The mechanisms by which non-coplanar 2,2',3,5',6-pentachlorobiphenyl (PCB 95) and rapamycin interact with ryanodine receptor (RyR) complexes to alter Ca2+ signaling, were explored in intact cerebellar granule neurons. PCB 95 (10 microM, 20 min) significantly increased the number of neurons responding to caffeine. PCB 95 sensitization of RyR-mediated responses was further supported by the observations that ryanodine pretreatment blocked response to caffeine and coplanar 2,4,4',5-tetrachlorobiphenyl (PCB 66), which lacks RyR activity, failed to sensitize neurons.
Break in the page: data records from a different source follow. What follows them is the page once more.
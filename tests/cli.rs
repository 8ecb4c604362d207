use std::fs;
use std::path::PathBuf;

use assert_cmd::Command;
use serde_json::{Value, json};
use tempfile::tempdir;

fn pype() -> Command {
    Command::cargo_bin("pype").expect("binary")
}

fn quickstart() -> PathBuf {
    PathBuf::from(env!("CARGO_MANIFEST_DIR")).join("recipes/quickstart.yaml")
}

#[test]
fn list_operators_prints_builtin_components() {
    let output = pype().arg("list-operators").output().unwrap();
    assert!(output.status.success());
    let stdout = String::from_utf8_lossy(&output.stdout);
    assert!(stdout.contains("- standard_scaler"));
    assert!(stdout.contains("- mean"));
}

#[test]
fn recipe_new_writes_a_valid_preset() {
    let temp = tempdir().unwrap();
    let path = temp.path().join("baseline.yaml");
    pype()
        .args(["recipe", "new", "--preset", "baseline", "--output"])
        .arg(&path)
        .assert()
        .success();
    assert!(path.is_file());

    pype().arg("validate").arg(&path).assert().success();
    pype()
        .args(["recipe", "new", "--preset", "nonsense", "--output"])
        .arg(temp.path().join("nonsense.yaml"))
        .assert()
        .failure();
}

#[test]
fn run_predict_and_verify_a_quickstart_experiment() {
    let temp = tempdir().unwrap();
    let folder = temp.path().join("run");

    let output = pype()
        .arg("run")
        .arg(quickstart())
        .args(["--param", "model__a=1"])
        .arg("--output")
        .arg(&folder)
        .output()
        .unwrap();
    assert!(output.status.success(), "{}", String::from_utf8_lossy(&output.stderr));
    let metrics: Value = serde_json::from_slice(&output.stdout).unwrap();
    assert!(metrics["test"]["mse"].is_number());

    let request = temp.path().join("request.json");
    fs::write(&request, r#"{"x": [2]}"#).unwrap();
    let response = temp.path().join("response.json");
    pype()
        .arg("predict")
        .arg(&folder)
        .arg("--input")
        .arg(&request)
        .arg("--output")
        .arg(&response)
        .assert()
        .success();
    let response: Value = serde_json::from_str(&fs::read_to_string(&response).unwrap()).unwrap();
    assert_eq!(response, json!({"y": [5.5]}));

    pype()
        .arg("digest")
        .arg(&folder)
        .arg("--verify")
        .assert()
        .success();
    fs::write(folder.join("metrics.json"), "{}").unwrap();
    pype()
        .arg("digest")
        .arg(&folder)
        .arg("--verify")
        .assert()
        .failure();
}

#[test]
fn predict_rejects_requests_outside_the_schema() {
    let temp = tempdir().unwrap();
    let folder = temp.path().join("run");
    pype()
        .arg("run")
        .arg(quickstart())
        .arg("--output")
        .arg(&folder)
        .assert()
        .success();

    let request = temp.path().join("bad.json");
    fs::write(&request, r#"{"x": ["not", "numbers"]}"#).unwrap();
    pype()
        .arg("predict")
        .arg(&folder)
        .arg("--input")
        .arg(&request)
        .assert()
        .failure();
}

#[test]
fn dry_run_writes_nothing() {
    let temp = tempdir().unwrap();
    let folder = temp.path().join("run");
    pype()
        .arg("run")
        .arg(quickstart())
        .arg("--dry-run")
        .arg("--output")
        .arg(&folder)
        .assert()
        .success();
    assert!(!folder.exists());
}

#[test]
fn serve_rejects_malformed_tracking_entries() {
    let temp = tempdir().unwrap();
    let output = pype()
        .arg("serve")
        .arg(temp.path())
        .args(["--track", "predictions.jsonl"])
        .output()
        .unwrap();
    assert!(!output.status.success());
    let stderr = String::from_utf8_lossy(&output.stderr);
    assert!(stderr.contains("name=path"), "{stderr}");
}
PCB 95 did not significantly alter levels of resting cytosolic Ca2+ nor thapsigargin-sensitive Ca2+ stores, suggesting a more complex mechanism than sensitization from increased cytosolic Ca2+ or an increased endoplasmic reticulum/cytosolic Ca2+ gradient. The immunosuppressant, rapamycin, sensitized neurons to caffeine in a manner similar to PCB 95, suggesting a common mechanism. PCB 95 or rapamycin significantly enhanced Ca2+ responses following N-methyl-D-aspartate (NMDA) and alpha-amino-3-hydroxy-5-methyl4-isoxasolepropiate (AMPA) receptor activation. Store depletion or direct block of RyR with ryanodine enhanced responses to NMDA. PCB 95 further enhanced these responses to NMDA. These results suggest that PCB 95 and rapamycin enhance NMDA- and AMPA-mediated Ca2+ signals by modifying a functional association of the FKBP12/RyR complex that results in amplification of glutamate signaling in cultured cerebellar granule neurons in culture.